* **ACTION ITEM**: Copy every line of the records that includes the word "loaded".

* **SUPPLIED RECORDS**:
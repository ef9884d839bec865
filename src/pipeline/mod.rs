// Feature-derivation and scoring pipeline.
//
// Single-threaded, single-pass batch computation over the row store:
// opponent resolution → rolling form → opponent strength → fantasy
// scoring. Safe to rerun on refreshed input; every stage recomputes from
// scratch and no partial state carries over between runs.

pub mod form;
pub mod opponent;
pub mod scoring;
pub mod strength;

use crate::config::Config;
use crate::store::{RowStore, UNKNOWN};
use crate::tables::{EngineeredTables, FeatureRow};
use tracing::info;

/// Run every pipeline stage and assemble the engineered tables.
pub fn run(store: &mut RowStore, config: &Config) -> EngineeredTables {
    let resolution = opponent::resolve_opponents(store);
    info!(
        "opponent resolution: {} group(s) resolved, {} malformed",
        resolution.resolved_groups, resolution.malformed_groups
    );

    let form = form::compute_rolling_form(store, config.form.window);
    let profiles = strength::build_profiles(store);
    let strengths = strength::join_profiles(store, &profiles);
    info!(
        "aggregation: {} opponent profile(s) over {} row(s)",
        profiles.len(),
        store.len()
    );

    let rankings = scoring::rank_players(store, &strengths, &config.scoring);
    let match_scores = scoring::compute_match_scores(store, &strengths, &config.scoring);
    info!("scored {} player(s)", rankings.len());

    let features = store
        .rows
        .iter()
        .zip(form.iter())
        .zip(strengths.iter())
        .map(|((obs, form), strength)| FeatureRow {
            player: obs.player.clone(),
            team: obs.team.clone(),
            match_id: obs.match_id.clone(),
            opponent_team: obs
                .opponent_team
                .clone()
                .unwrap_or_else(|| UNKNOWN.to_string()),
            match_date: obs.match_date,
            total_runs: obs.total_runs,
            total_wickets: obs.total_wickets,
            batting_avg: obs.batting_avg,
            bowling_avg: obs.bowling_avg,
            batting_innings: obs.batting_innings,
            bowling_innings: obs.bowling_innings,
            rolling_runs: form.rolling_runs,
            rolling_wickets: form.rolling_wickets,
            avg_opponent_runs: strength.avg_opponent_runs,
            avg_opponent_wickets: strength.avg_opponent_wickets,
        })
        .collect();

    EngineeredTables {
        features,
        rankings,
        match_scores,
    }
}

// ---------------------------------------------------------------------------
// Tests
// ---------------------------------------------------------------------------
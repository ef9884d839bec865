// Library root: re-exports all modules so integration tests and external
// consumers can access the crate's public API.

pub mod config;
pub mod facade;
pub mod pipeline;
pub mod predictor;
pub mod store;
pub mod tables;
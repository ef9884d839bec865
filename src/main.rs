// Cricket forecast entry point.
//
// Two modes share one config file (config.toml in the working directory):
//
//   cricket-forecast pipeline
//       Load the observations CSV, run the feature pipeline, persist the
//       engineered tables to the configured output directory.
//
//   cricket-forecast outcome <team_a> <team_b>
//   cricket-forecast runs <team>
//   cricket-forecast wickets <team>
//   cricket-forecast top <match> [n]
//       Load the persisted tables and the predictor artifacts, answer one
//       query, print the result as JSON on stdout.
//
// Query mode loads everything up front and fails at startup if any table
// or model artifact is missing or malformed; a "not found" answer is the
// only per-query failure.

use std::path::Path;

use anyhow::{bail, Context};
use tracing::info;

use cricket_forecast::config::{self, Config};
use cricket_forecast::facade::QueryContext;
use cricket_forecast::pipeline;
use cricket_forecast::predictor;
use cricket_forecast::store;
use cricket_forecast::tables;

const CONFIG_PATH: &str = "config.toml";

fn main() -> anyhow::Result<()> {
    init_tracing();

    let args: Vec<String> = std::env::args().skip(1).collect();
    let mode = args.first().map(String::as_str).unwrap_or("pipeline");

    let config =
        config::load_config(Path::new(CONFIG_PATH)).context("failed to load configuration")?;

    match mode {
        "pipeline" => run_pipeline(&config),
        "outcome" | "runs" | "wickets" | "top" => run_query(&config, mode, &args[1..]),
        other => bail!("unknown mode `{other}` (expected pipeline, outcome, runs, wickets, top)"),
    }
}

fn run_pipeline(config: &Config) -> anyhow::Result<()> {
    let observations = Path::new(&config.data.observations);
    let mut row_store =
        store::load_observations(observations).context("failed to load observations")?;
    info!(
        "loaded {} observation(s) from {}",
        row_store.len(),
        observations.display()
    );

    let engineered = pipeline::run(&mut row_store, config);

    let output_dir = Path::new(&config.data.output_dir);
    tables::write_all(&engineered, output_dir).context("failed to persist engineered tables")?;
    info!(
        "wrote {} feature row(s) and {} ranked player(s) to {}",
        engineered.features.len(),
        engineered.rankings.len(),
        output_dir.display()
    );
    Ok(())
}

fn run_query(config: &Config, mode: &str, args: &[String]) -> anyhow::Result<()> {
    let output_dir = Path::new(&config.data.output_dir);
    let engineered =
        tables::load_all(output_dir).context("failed to load engineered tables (run the pipeline first)")?;
    let predictors =
        predictor::load_predictors(&config.models).context("failed to load predictor artifacts")?;
    let context = QueryContext::new(engineered, predictors);

    let json = match mode {
        "outcome" => {
            let [team_a, team_b] = two_args(args, "outcome <team_a> <team_b>")?;
            serde_json::to_string_pretty(&context.predict_match_outcome(team_a, team_b)?)?
        }
        "runs" => {
            let team = one_arg(args, "runs <team>")?;
            serde_json::to_string_pretty(&context.predict_team_runs(team)?)?
        }
        "wickets" => {
            let team = one_arg(args, "wickets <team>")?;
            serde_json::to_string_pretty(&context.predict_team_wickets(team)?)?
        }
        "top" => {
            let match_id = args
                .first()
                .context("usage: top <match> [n]")?;
            let top_n = match args.get(1) {
                Some(n) => Some(n.parse::<usize>().context("top count must be a number")?),
                None => None,
            };
            serde_json::to_string_pretty(&context.top_fantasy_players(match_id, top_n)?)?
        }
        _ => unreachable!("mode checked by caller"),
    };

    println!("{json}");
    Ok(())
}

fn one_arg<'a>(args: &'a [String], usage: &str) -> anyhow::Result<&'a str> {
    match args {
        [a] => Ok(a.as_str()),
        _ => bail!("usage: {usage}"),
    }
}

fn two_args<'a>(args: &'a [String], usage: &str) -> anyhow::Result<[&'a str; 2]> {
    match args {
        [a, b] => Ok([a.as_str(), b.as_str()]),
        _ => bail!("usage: {usage}"),
    }
}

/// Log to stderr so stdout stays clean for query-mode JSON output.
fn init_tracing() {
    use tracing_subscriber::fmt;
    use tracing_subscriber::EnvFilter;

    let subscriber = fmt::Subscriber::builder()
        .with_env_filter(
            EnvFilter::try_from_default_env()
                .unwrap_or_else(|_| EnvFilter::new("cricket_forecast=info,warn")),
        )
        .with_writer(std::io::stderr)
        .with_target(false)
        .finish();

    // A second init (e.g. under test harnesses) is harmless.
    let _ = tracing::subscriber::set_global_default(subscriber);
}
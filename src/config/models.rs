// src/config/models.rs
use serde::Deserialize;

/// One `[[api_server]]` block from the tracker configuration.
#[derive(Debug, Clone, Deserialize)]
pub struct ApiServerConfig {
    pub enabled: bool,
    pub bind_address: String,
    #[serde(default)]
    pub ssl: bool,
}

/// One `[[http_server]]` block from the tracker configuration.
#[derive(Debug, Clone, Deserialize)]
pub struct HttpServerConfig {
    pub enabled: bool,
    pub bind_address: String,
    #[serde(default)]
    pub ssl: bool,
}

/// One `[[udp_server]]` block from the tracker configuration.
#[derive(Debug, Clone, Deserialize)]
pub struct UdpServerConfig {
    pub enabled: bool,
    pub bind_address: String,
}

/// The slice of the tracker's `config.toml` this probe cares about.
///
/// The real file carries many more sections (database, cache, tracker
/// tuning); serde skips everything not listed here, so the probe reads the
/// server's own configuration file unchanged. Absent server lists default
/// to empty.
#[derive(Debug, Clone, Default, Deserialize)]
pub struct Configuration {
    #[serde(default)]
    pub api_server: Vec<ApiServerConfig>,
    #[serde(default)]
    pub http_server: Vec<HttpServerConfig>,
    #[serde(default)]
    pub udp_server: Vec<UdpServerConfig>,
}
// src/probe/http.rs
use std::time::Duration;

use async_trait::async_trait;
use tracing::debug;

use crate::probe::error::ProbeError;
use crate::probe::Probe;

/// Build the client shared by every HTTP(S) check in a run. The probe
/// budget caps both connection establishment and the whole exchange,
/// certificate verification is off so trackers running on self-signed
/// or container-internal certs still answer, and redirects are not
/// followed since the first response already proves the listener is up.
pub fn build_client(timeout: Duration) -> Result<reqwest::Client, ProbeError> {
    let client = reqwest::Client::builder()
        .connect_timeout(timeout)
        .timeout(timeout)
        .danger_accept_invalid_certs(true)
        .redirect(reqwest::redirect::Policy::none())
        .build()?;
    Ok(client)
}

/// Liveness probe for the TCP-based services: issue a HEAD request
/// against the endpoint's root path and treat any response at all,
/// whatever its status code, as proof the listener is up.
pub struct HttpProbe {
    url: String,
    client: reqwest::Client,
}

impl HttpProbe {
    pub fn new(url: String, client: reqwest::Client) -> Self {
        Self { url, client }
    }
}

#[async_trait]
impl Probe for HttpProbe {
    async fn check(&self) -> Result<(), ProbeError> {
        debug!("sending HEAD {}", self.url);
        let response = self.client.head(self.url.as_str()).send().await?;
        debug!("{} answered {}", self.url, response.status());
        Ok(())
    }
}
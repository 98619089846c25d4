// src/endpoint/address.rs
use lazy_static::lazy_static;
use regex::Regex;

lazy_static! {
    static ref IPV4_BIND: Regex =
        Regex::new(r"((\d{1,3})\.(\d{1,3})\.(\d{1,3})\.(\d{1,3})):(\d+)").unwrap();
    static ref IPV6_BIND: Regex = Regex::new(r"(\[[^\]]*\]):(\d+)").unwrap();
}

const V4_ANY: &str = "0.0.0.0";
const V4_LOOPBACK: &str = "127.0.0.1";
const V6_ANY: &str = "[::]";
const V6_LOOPBACK: &str = "[::1]";

/// A concrete probe target extracted from a bind-address string. IPv6
/// hosts keep their brackets so `host:port` concatenation stays valid for
/// URLs and socket addresses alike.
#[derive(Debug, Clone, PartialEq, Eq)]
pub struct BindAddress {
    pub host: String,
    pub port: u16,
}

/// Extract every probe target recognizable in a raw bind-address string.
///
/// Both patterns are searched independently: an IPv4 `host:port` (four
/// dot-separated octets, each 0-255, leading zeros tolerated) and a
/// bracketed IPv6 `[host]:port`. A string matching neither yields an
/// empty result; malformed entries are skipped, never an error. A
/// crafted string matching both patterns contributes two targets.
///
/// Wildcard binds are not connectable, so they are rewritten to their
/// loopback equivalents: `0.0.0.0` becomes `127.0.0.1` and `[::]`
/// becomes `[::1]`. Ports outside the 16-bit range disqualify that
/// pattern's match.
pub fn parse_bind_address(raw: &str) -> Vec<BindAddress> {
    let mut targets = Vec::new();

    if let Some(caps) = IPV4_BIND.captures(raw) {
        let octets_in_range = (2..=5).all(|i| caps[i].parse::<u8>().is_ok());
        if octets_in_range {
            if let Ok(port) = caps[6].parse::<u16>() {
                let host = if &caps[1] == V4_ANY {
                    V4_LOOPBACK.to_string()
                } else {
                    caps[1].to_string()
                };
                targets.push(BindAddress { host, port });
            }
        }
    }

    if let Some(caps) = IPV6_BIND.captures(raw) {
        if let Ok(port) = caps[2].parse::<u16>() {
            let host = if &caps[1] == V6_ANY {
                V6_LOOPBACK.to_string()
            } else {
                caps[1].to_string()
            };
            targets.push(BindAddress { host, port });
        }
    }

    targets
}
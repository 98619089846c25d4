// src/main.rs
use std::time::Duration;

use anyhow::Result;
use clap::Parser;
use tracing::{error, info};

use tracker_healthcheck::checker::{verdict, Checker, DEFAULT_PROBE_TIMEOUT};
use tracker_healthcheck::config::load_config;
use tracker_healthcheck::endpoint::collect_endpoints;

/// Probe every enabled tracker binding and exit 0 only if all of them
/// are reachable.
#[derive(Parser, Debug)]
#[command(author, version, about, long_about = None)]
struct Cli {
    /// Path to the tracker configuration file
    #[arg(long, default_value = "config.toml")]
    config: String,

    /// Per-probe timeout in seconds
    #[arg(long, default_value_t = DEFAULT_PROBE_TIMEOUT.as_secs())]
    timeout: u64,
}

#[tokio::main]
async fn main() -> Result<()> {
    tracing_subscriber::fmt()
        .with_env_filter(
            tracing_subscriber::EnvFilter::try_from_default_env()
                .unwrap_or_else(|_| tracing_subscriber::EnvFilter::new("info")),
        )
        .init();

    let cli = Cli::parse();

    info!("Loading configuration from: {}", cli.config);
    let config = load_config(&cli.config).await?;

    let endpoints = collect_endpoints(&config);
    if endpoints.is_empty() {
        info!("No enabled bindings to probe");
    }

    let checker = Checker::new(Duration::from_secs(cli.timeout))?;
    let outcomes = checker.run(&endpoints).await;

    if verdict(&outcomes) {
        info!("Exit Code 0");
        Ok(())
    } else {
        error!("Exit Code 1");
        std::process::exit(1);
    }
}
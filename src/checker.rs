// src/checker.rs
use std::time::Duration;

use tracing::{error, info};

use crate::endpoint::{Endpoint, ServiceKind};
use crate::probe::{build_client, probe_endpoint, ProbeError, ProbeOutcome};

/// How long each individual probe may take before it counts as failed.
pub const DEFAULT_PROBE_TIMEOUT: Duration = Duration::from_secs(2);

/// Runs the probe batch one endpoint at a time and reports every result,
/// healthy or not. Probing never stops early: a dead endpoint in the
/// middle of the batch still lets the ones after it be checked and
/// logged. A single HTTP client, carrying the timeout budget, serves
/// every TCP-based check in the run.
pub struct Checker {
    client: reqwest::Client,
}

impl Checker {
    pub fn new(timeout: Duration) -> Result<Self, ProbeError> {
        Ok(Self {
            client: build_client(timeout)?,
        })
    }

    pub async fn run(&self, endpoints: &[Endpoint]) -> Vec<ProbeOutcome> {
        let mut outcomes = Vec::with_capacity(endpoints.len());

        for endpoint in endpoints {
            match endpoint.kind {
                ServiceKind::Udp => info!("Checking {} binding {}", endpoint.kind, endpoint),
                _ => info!(
                    "Checking {} binding {} ssl={}",
                    endpoint.kind, endpoint, endpoint.ssl
                ),
            }

            let outcome = probe_endpoint(endpoint, &self.client).await;
            if outcome.reachable {
                info!("Connection is available");
            } else {
                match &outcome.detail {
                    Some(detail) => error!("Connection is unavailable: {}", detail),
                    None => error!("Connection is unavailable"),
                }
            }

            outcomes.push(outcome);
        }

        let reachable = outcomes.iter().filter(|o| o.reachable).count();
        info!(
            "Probe run complete: {} reachable, {} unreachable",
            reachable,
            outcomes.len() - reachable
        );

        outcomes
    }
}

/// The whole batch passes only when every endpoint was reachable. An
/// empty batch has nothing to fail and passes.
pub fn verdict(outcomes: &[ProbeOutcome]) -> bool {
    outcomes.iter().all(|o| o.reachable)
}
// src/endpoint/mod.rs
mod address;
mod service;

pub use address::{parse_bind_address, BindAddress};
pub use service::{collect_endpoints, Endpoint, ServiceKind};
// src/config/mod.rs
mod models;

pub use models::*;

use anyhow::{Context, Result};
use std::path::Path;

/// Load the tracker configuration from a TOML file.
pub async fn load_config<P: AsRef<Path>>(path: P) -> Result<Configuration> {
    let path = path.as_ref();
    let contents = tokio::fs::read_to_string(path)
        .await
        .with_context(|| format!("Failed to read config file {}", path.display()))?;

    let config: Configuration =
        toml::from_str(&contents).context("Failed to parse TOML config")?;

    Ok(config)
}
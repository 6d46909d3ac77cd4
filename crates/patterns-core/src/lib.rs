//! # patterns-core
//!
//! Three creational design patterns, each in its own module:
//!
//! - **`settings`** – A process-wide *Singleton* configuration store.  The
//!   global instance is created lazily on first access, and the key-value
//!   mapping it owns can be loaded from and saved to a flat text file.
//!
//! - **`report`** – A *Builder* that assembles a [`Report`] step by step.  A
//!   [`ReportDirector`] drives any [`ReportBuilder`] through the same sequence
//!   of steps, so plain-text and HTML reports are produced by the same code.
//!
//! - **`order`** – A *Prototype*: an [`Order`] holding several [`Product`]s can
//!   be cloned into a fully independent copy.
//!
//! # Which pattern should I read first? (for beginners)
//!
//! Start with `settings`.  It is the only module with real concurrency and
//! I/O concerns: several threads may race to create the singleton, and file
//! operations can fail.  The other two modules are plain data transformations.

pub mod order;
pub mod report;
pub mod settings;

// Re-export the most-used types at the crate root so callers can write
// `patterns_core::SettingsStore` instead of `patterns_core::settings::store::SettingsStore`.
pub use order::{Order, Product};
pub use report::{HtmlReportBuilder, Report, ReportBuilder, ReportDirector, TextReportBuilder};
pub use settings::global::ConfigurationManager;
pub use settings::store::{SettingsError, SettingsStore};
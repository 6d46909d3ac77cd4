//! Creational patterns demo entry point.
//!
//! Runs the three demonstrations in order and prints their output:
//!
//! ```text
//! main()
//!  ├─ singleton  – set `username`, read it from two threads
//!  ├─ builder    – text and HTML reports from one director
//!  └─ prototype  – an order and its deep clone
//! ```
//!
//! Log verbosity is controlled with `RUST_LOG` (default `info`).

use anyhow::Context;
use tracing::info;
use tracing_subscriber::EnvFilter;

use patterns_core::ConfigurationManager;
use patterns_demo::{run_builder_demo, run_prototype_demo, run_singleton_demo, DEMO_KEY};

fn main() -> anyhow::Result<()> {
    // Initialise structured logging.  Level is overridden by `RUST_LOG`.
    tracing_subscriber::fmt()
        .with_env_filter(
            EnvFilter::try_from_default_env().unwrap_or_else(|_| EnvFilter::new("info")),
        )
        .init();

    // ── Singleton ─────────────────────────────────────────────────────────────
    info!("running singleton demo");
    let observed = run_singleton_demo(ConfigurationManager::instance())
        .context("singleton demo failed")?;
    for value in &observed {
        println!("Setting '{DEMO_KEY}': {value}");
    }

    // ── Builder ───────────────────────────────────────────────────────────────
    info!("running builder demo");
    let (text_report, html_report) = run_builder_demo();
    println!("\nText Report:\n{text_report}");
    println!("\nHTML Report:\n{html_report}");

    // ── Prototype ─────────────────────────────────────────────────────────────
    info!("running prototype demo");
    let (original, cloned) = run_prototype_demo();
    println!("\nOriginal Order:\n{original}");
    println!("\nCloned Order:\n{cloned}");

    info!("demo finished");
    Ok(())
}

* **TASK OUTPUT**:
        "loaded {} observation(s) from {}",
//!   mapping it owns can be loaded from and saved to a flat text file.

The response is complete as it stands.